We can't reverse this algorithm due to the rounding. If we do it most efficient (only five-merges) we will have some leftovers. The motivation behind this is that we get the maximum at the end. If you want to get only one at the end you have to round everything off with three-merges. To reverse it we start off by either one or two (if it's higher you could merge it to a higher as well and calculate with that). If it's one it is equal to a merge of three. If it's two it's a merge of five. In each of the cases, we multiply with the respective value. We decrease the level and then we get into the loop. In the loop, we need to make sure that our number is always even as we can't get odd results when always doing five-merges if we do have an odd one we will add one to it. This is going to be one of the leftovers.
After that, we divide by two (as we always create two), next up we multiply by five (since we always need five to make a higher-level one) which results in the level decreasing again. Once we reach level one we stop.

If we wanted to make 1x level five object, for example, it would go like this:

1. if equal to two: set to five else set to three: 1, set 3
2. decrease the level by one: level five -> level four
3. if it's odd add one to it: 3 + 1 = 4
4. divide by 2: 4 / 2 = 4
5. decrease the level by one: level five -> level four
6. multiply with five: 4 * 5 = 20
7. if it's level one, then stop, else go to 3.

Here's the respective python code:

import math

#algorithm

def algo2(amount, level):

    if amount == 2:

        amount = 5

    else:

        amount = 3

    level -= 1

    while level > 1:

        if amount % 2 == 1:
            amount += 1

        amount /= 2
        level -= 1

        amount = math.ceil(amount)

        amount *= 5

    return amount

The result is 65. If we use our function and iterate over the level increasing it we get the following numbers:

3, 10, 25, 65, 165, 415, 1040, 2600, 6500
vs
3, 9, 27, 81, 243, 729, 2187, 6561, 19683

Well... merging five saves us a lot of work, haha. Unfortunately, there's a downside.

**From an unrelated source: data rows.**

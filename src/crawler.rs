use std::time::Duration;

use chrono::Utc;
use rand::Rng;
use tracing::{info, warn};

use crate::config::ScraperConfig;
use crate::fetch::Fetcher;
use crate::parser::PageExtractor;
use crate::review::ReviewRecord;

/// Review listing URL for a restaurant: one trailing `/` dropped, suffix appended.
pub fn review_url(identifier: &str, suffix: &str) -> String {
    let base = identifier.strip_suffix('/').unwrap_or(identifier);
    format!("{}{}", base, suffix)
}

pub fn page_url(review_url: &str, page: u32) -> String {
    format!("{}?page={}", review_url, page)
}

/// Walks one restaurant's review pages in order until a page is empty,
/// a fetch fails, or the page limit is reached.
pub struct PageCrawler {
    fetcher: Box<dyn Fetcher>,
    extractor: Box<dyn PageExtractor>,
    max_pages: u32,
    delay_min_secs: f64,
    delay_max_secs: f64,
    review_suffix: String,
}

impl PageCrawler {
    pub fn new(
        fetcher: Box<dyn Fetcher>,
        extractor: Box<dyn PageExtractor>,
        config: &ScraperConfig,
    ) -> Self {
        Self {
            fetcher,
            extractor,
            max_pages: config.max_pages,
            delay_min_secs: config.delay_min_secs,
            delay_max_secs: config.delay_max_secs,
            review_suffix: config.review_suffix.clone(),
        }
    }

    pub fn review_url(&self, identifier: &str) -> String {
        review_url(identifier, &self.review_suffix)
    }

    /// Whatever was collected before stopping; never an error.
    pub async fn crawl(&self, identifier: &str) -> Vec<ReviewRecord> {
        let base = self.review_url(identifier);
        let mut records = Vec::new();

        for page in 1..=self.max_pages {
            let url = page_url(&base, page);
            self.politeness_delay().await;

            let body = match self.fetcher.get(&url).await {
                Ok(body) => body,
                Err(e) => {
                    warn!("Failed to fetch {}: {}", url, e);
                    break;
                }
            };

            let reviews = self.extractor.extract_page(&body);
            if reviews.is_empty() {
                info!("No reviews found on page {} for {}", page, identifier);
                break;
            }

            info!("Extracted {} reviews from page {}", reviews.len(), page);
            let collected_at = Utc::now();
            records.extend(reviews.into_iter().map(|r| ReviewRecord {
                source_identifier: identifier.to_string(),
                page,
                raw_text: r.text,
                collected_at,
                meta: r.meta,
            }));
        }

        records
    }

    async fn politeness_delay(&self) {
        if self.delay_max_secs <= 0.0 {
            return;
        }
        let secs = if self.delay_min_secs < self.delay_max_secs {
            rand::rng().random_range(self.delay_min_secs..=self.delay_max_secs)
        } else {
            self.delay_max_secs
        };
        tokio::time::sleep(Duration::from_secs_f64(secs)).await;
    }
}

// ── Tests ──

#[cfg(test)]
mod tests {
    use super::*;
    use crate::fetch::stub::StubFetcher;
    use crate::parser::extractor::ContentExtractor;
    use crate::parser::payload::PayloadExtractor;

    const ID: &str = "https://site.example/city/place-name";

    fn page(reviews: &[&str]) -> String {
        let body: String = reviews
            .iter()
            .map(|r| format!(r#"<p class="sc-1hez2tp-0 hreYiP">{}</p>"#, r))
            .collect();
        format!("<html><body>{}</body></html>", body)
    }

    fn config() -> ScraperConfig {
        ScraperConfig {
            delay_min_secs: 0.0,
            delay_max_secs: 0.0,
            max_pages: 5,
            min_review_length: 0,
            ..Default::default()
        }
    }

    fn crawler(fetcher: StubFetcher, config: &ScraperConfig) -> PageCrawler {
        let extractor = ContentExtractor::from_selectors(&config.selectors, config.min_review_length);
        PageCrawler::new(Box::new(fetcher), Box::new(extractor), config)
    }

    #[test]
    fn review_url_appends_suffix() {
        assert_eq!(
            review_url("https://site.example/city/place-name", "/reviews"),
            "https://site.example/city/place-name/reviews"
        );
        assert_eq!(
            review_url("https://site.example/city/place-name/", "/reviews"),
            "https://site.example/city/place-name/reviews"
        );
    }

    #[test]
    fn page_urls() {
        assert_eq!(page_url("https://s.example/a/reviews", 3), "https://s.example/a/reviews?page=3");
    }

    #[tokio::test]
    async fn stops_at_first_empty_page() {
        let fetcher = StubFetcher::new()
            .with_page(&format!("{ID}/reviews?page=1"), &page(&["one", "two"]))
            .with_page(&format!("{ID}/reviews?page=2"), &page(&["three"]))
            .with_page(&format!("{ID}/reviews?page=3"), "<html><body>No more</body></html>")
            .with_page(&format!("{ID}/reviews?page=4"), &page(&["never"]));
        let log = fetcher.request_log();
        let cfg = config();

        let records = crawler(fetcher, &cfg).crawl(ID).await;

        assert_eq!(records.len(), 3);
        assert_eq!(records.iter().filter(|r| r.page == 1).count(), 2);
        assert_eq!(records.iter().filter(|r| r.page == 2).count(), 1);
        assert!(records.iter().all(|r| r.source_identifier == ID));
        assert_eq!(log.lock().unwrap().len(), 3);
    }

    #[tokio::test]
    async fn bad_status_stops_crawl() {
        let fetcher = StubFetcher::new()
            .with_page(&format!("{ID}/reviews?page=1"), &page(&["one"]))
            .with_status(&format!("{ID}/reviews?page=2"), 403)
            .with_page(&format!("{ID}/reviews?page=3"), &page(&["three"]));
        let cfg = config();

        let records = crawler(fetcher, &cfg).crawl(ID).await;
        assert_eq!(records.len(), 1);
        assert_eq!(records[0].raw_text, "one");
    }

    #[tokio::test]
    async fn failure_on_first_page_is_empty() {
        let fetcher = StubFetcher::new().with_status(&format!("{ID}/reviews?page=1"), 500);
        let cfg = config();
        assert!(crawler(fetcher, &cfg).crawl(ID).await.is_empty());
    }

    #[tokio::test]
    async fn respects_page_limit() {
        let mut fetcher = StubFetcher::new();
        for n in 1..=5 {
            let text = format!("review {n}");
            fetcher = fetcher.with_page(&format!("{ID}/reviews?page={n}"), &page(&[text.as_str()]));
        }
        let log = fetcher.request_log();
        let cfg = ScraperConfig {
            max_pages: 2,
            ..config()
        };

        let records = crawler(fetcher, &cfg).crawl(ID).await;
        assert_eq!(records.len(), 2);
        assert_eq!(
            *log.lock().unwrap(),
            vec![format!("{ID}/reviews?page=1"), format!("{ID}/reviews?page=2")]
        );
    }

    #[tokio::test]
    async fn trailing_slash_identifier() {
        let fetcher = StubFetcher::new().with_page(&format!("{ID}/reviews?page=1"), &page(&["one"]));
        let cfg = ScraperConfig {
            max_pages: 1,
            ..config()
        };
        let id = format!("{ID}/");
        let records = crawler(fetcher, &cfg).crawl(&id).await;
        assert_eq!(records.len(), 1);
        assert_eq!(records[0].source_identifier, id);
    }

    #[tokio::test]
    async fn payload_mode_carries_meta() {
        let html = std::fs::read_to_string("tests/fixtures/preloaded_state.html").unwrap();
        let fetcher = StubFetcher::new().with_page(&format!("{ID}/reviews?page=1"), &html);
        let cfg = ScraperConfig {
            max_pages: 1,
            ..config()
        };
        let crawler = PageCrawler::new(Box::new(fetcher), Box::new(PayloadExtractor::new()), &cfg);

        let records = crawler.crawl(ID).await;
        assert_eq!(records.len(), 2);
        assert!(records.iter().all(|r| r.meta.is_some()));
    }
}
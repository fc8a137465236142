use std::collections::HashSet;
use std::sync::LazyLock;

use chrono::{DateTime, Utc};
use regex::Regex;
use tracing::info;

/// Rating labels the listing markup glues onto review text ("RATED 4.0 ...").
static RATING_PREFIX_RE: LazyLock<Regex> =
    LazyLock::new(|| Regex::new(r"(?:^|\s)(?:RATED|Rated)\s").unwrap());

/// One review as collected from a listing page.
#[derive(Debug, Clone, PartialEq)]
pub struct ReviewRecord {
    pub source_identifier: String,
    pub page: u32,
    pub raw_text: String,
    pub collected_at: DateTime<Utc>,
    /// Only the payload extractor knows more than the text.
    pub meta: Option<ReviewMeta>,
}

#[derive(Debug, Clone, Default, PartialEq)]
pub struct ReviewMeta {
    pub review_id: Option<String>,
    pub author: Option<String>,
    pub rating: Option<String>,
    pub posted_at: Option<String>,
    pub experience: Option<String>,
    pub like_count: u64,
    pub comment_count: u64,
    pub review_url: Option<String>,
}

impl ReviewRecord {
    pub fn text_len(&self) -> usize {
        self.raw_text.chars().count()
    }
}

/// Drop records that are too short, whitespace-only, or carry no letters.
pub fn validate(records: Vec<ReviewRecord>, min_length: usize) -> Vec<ReviewRecord> {
    let before = records.len();
    let valid: Vec<ReviewRecord> = records
        .into_iter()
        .filter(|r| is_valid_text(&r.raw_text, min_length))
        .collect();
    info!("Filtered {} invalid reviews", before - valid.len());
    valid
}

/// Measured on the normalized form: dedup rewrites survivors to that form, and
/// they must still clear `min_length` afterwards.
fn is_valid_text(text: &str, min_length: usize) -> bool {
    let normalized = clean_review_text(text);
    if normalized.is_empty() || normalized.chars().count() < min_length {
        return false;
    }
    normalized.chars().any(char::is_alphabetic)
}

/// Keep the first record for each distinct text, normalizing survivors in place.
///
/// The key is the normalized text, so two inputs that only differed in
/// whitespace or rating artifacts cannot both survive.
pub fn deduplicate(records: Vec<ReviewRecord>) -> Vec<ReviewRecord> {
    let before = records.len();
    let mut seen: HashSet<String> = HashSet::new();
    let mut unique = Vec::with_capacity(records.len());

    for mut record in records {
        let cleaned = clean_review_text(&record.raw_text);
        if cleaned.is_empty() || !seen.insert(cleaned.clone()) {
            continue;
        }
        record.raw_text = cleaned;
        unique.push(record);
    }

    info!("Removed {} duplicate reviews", before - unique.len());
    unique
}

/// Collapse whitespace runs and strip rating-label tokens.
pub fn clean_review_text(text: &str) -> String {
    let collapsed = collapse_ws(text);
    // Artifacts can be adjacent ("RATED Rated ..."), so strip until stable.
    let mut current = collapsed;
    loop {
        let stripped = RATING_PREFIX_RE.replace_all(&current, " ");
        let next = collapse_ws(&stripped);
        if next == current {
            return next;
        }
        current = next;
    }
}

fn collapse_ws(s: &str) -> String {
    s.split_whitespace().collect::<Vec<_>>().join(" ")
}

// ── Tests ──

Merging five takes a lot more space. How much? Well.. in the camp there's a setting to disallow merges unless you actively move one object onto a set of 2+ of the same type. If we assume we have this setting on it takes similarly to our merge three functions:

f(level) = (level - 1) * 5

Finish!

Well, is there a simpler way to calculate it? I don't know or have found one. You can basically use an approximate but I've checked the numbers and I haven't seen a simple relation between them to calculate them easier. I'm not sure if I make another post on the Formula for a five merge outside the camp. I guess it depends on how many views this post gets. Let's say.. a hundred views are enough to be worthy.

Oh and on a side note: Upgrading the dragons do not provide more work power, it only increases your dragon power for unlocking more area in the camp. Thus it actually decreases the actions your dragons can do. Decide for yourself which you prefer.